Additional information
- Time zone: National Standard Time (UTC+8);

= Liang Island =

Islet west of Taiwan

Liang Island (Larne Island) (亮島 (island that illuminates, Liang4 Tao3, Liàng Dǎo); Foochow Romanized: Liông-dō̤, originally 橫山, Lang Tao 浪島) is an island located in the East China Sea in Beigan Township, Lienchiang County (the Matsu Islands), Fujian Province, Republic of China (Taiwan). The island is closed to the public. The island is located 26 km from both Beigan Island and Dongyin Island and 19.25 km from Kuishan Island in Haidao Township, Xiapu County, Ningde, Fujian, People's Republic of China (PRC).

==History==
In a description of the island from 1843, there were three houses near the summit of Larne Island (Liang Island).

After 1949, Chinese Communist forces intermittently occupied the island.

Before dawn on July 15, 1951, Anti-Communist forces planted the flag of the ROC on the highest point of the island.

On March 17, 1965, a company of infantry was stationed on the island; the garrison has remained there to the present.

In 1966, then-Minister of National Defense Chiang Ching-kuo visited the island as part of an inspection and gave the island the name Liang Island (亮島), derived from the phrase 「島立天中，亮照大陸」(dǎo lì tiān zhōng, liàng zhào dàlù, 'the island stands in the center of the world, illuminating the mainland').

On the morning of September 9, 2005, President Chen Shui-bian visited Liang Island and other nearby islands.

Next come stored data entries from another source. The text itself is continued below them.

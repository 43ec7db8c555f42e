//! Errors - caller-facing error taxonomy
//!
//! Creation and point lookup report one of two kinds. Failures inside the
//! expiration cycle never leave the cycle; they only show up in logs.

use thiserror::Error;

/// ErrorKind is the coarse classification exposed to callers.
#[derive(Debug, Clone, Copy, PartialEq, Eq)]
pub enum ErrorKind {
    /// The requested record does not exist.
    NotFound,
    /// Store connectivity / query / write failure.
    InternalFailure,
}

/// AuctionError is returned by the repository's foreground operations.
#[derive(Debug, Error)]
pub enum AuctionError {
    #[error("{0}")]
    NotFound(String),

    #[error("{0}")]
    InternalFailure(String),
}

impl AuctionError {
    pub fn not_found(message: impl Into<String>) -> Self {
        Self::NotFound(message.into())
    }

    pub fn internal(message: impl Into<String>) -> Self {
        Self::InternalFailure(message.into())
    }

    pub fn kind(&self) -> ErrorKind {
        match self {
            AuctionError::NotFound(_) => ErrorKind::NotFound,
            AuctionError::InternalFailure(_) => ErrorKind::InternalFailure,
        }
    }

    /// Stable machine-readable code.
    pub fn code(&self) -> &'static str {
        match self.kind() {
            ErrorKind::NotFound => "not_found",
            ErrorKind::InternalFailure => "internal_server_error",
        }
    }
}
//! Clock port - 時刻の抽象化
//!
//! - SystemClock: 本番用
//! - FixedClock: テスト用（常に同じ時刻を返す）

use chrono::{DateTime, Utc};
use std::sync::Arc;

/// Clock は現在時刻を提供
///
/// # テスト容易性
/// - trait により時刻を差し替え可能
/// - テストでは FixedClock を使用
pub trait Clock: Send + Sync {
    fn now(&self) -> DateTime<Utc>;
}

/// 壁時計
#[derive(Debug, Clone, Copy, Default)]
pub struct SystemClock;

impl Clock for SystemClock {
    fn now(&self) -> DateTime<Utc> {
        Utc::now()
    }
}

/// 固定時刻
#[derive(Debug, Clone, Copy)]
pub struct FixedClock {
    at: DateTime<Utc>,
}

impl FixedClock {
    pub fn new(at: DateTime<Utc>) -> Self {
        Self { at }
    }
}

impl Clock for FixedClock {
    fn now(&self) -> DateTime<Utc> {
        self.at
    }
}

impl<C: Clock + ?Sized> Clock for Arc<C> {
    fn now(&self) -> DateTime<Utc> {
        (**self).now()
    }
}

In December 2011, the ~8,000 year old Liangdao Man skeleton was found on the island. In 2014, the mitochondrial DNA of the skeleton was found to belong to Haplogroup E, with two of the four mutations characteristic of the E1 subgroup.
From this, Ko et al. infer that Haplogroup E arose 8,000 to 11,000 years ago on the north Fujian coast, traveled to Taiwan with Neolithic settlers 6,000 years ago, and thence spread to Maritime Southeast Asia with the Austronesian language dispersal.
Soares et al. caution against overemphasizing a single sample, and maintain that a constant molecular clock implies the earlier date (and more southerly origin) remains more likely. Additionally, the skeleton is believed to belong to Haplogroup O-M119, specifically under subclade O-CTS5726.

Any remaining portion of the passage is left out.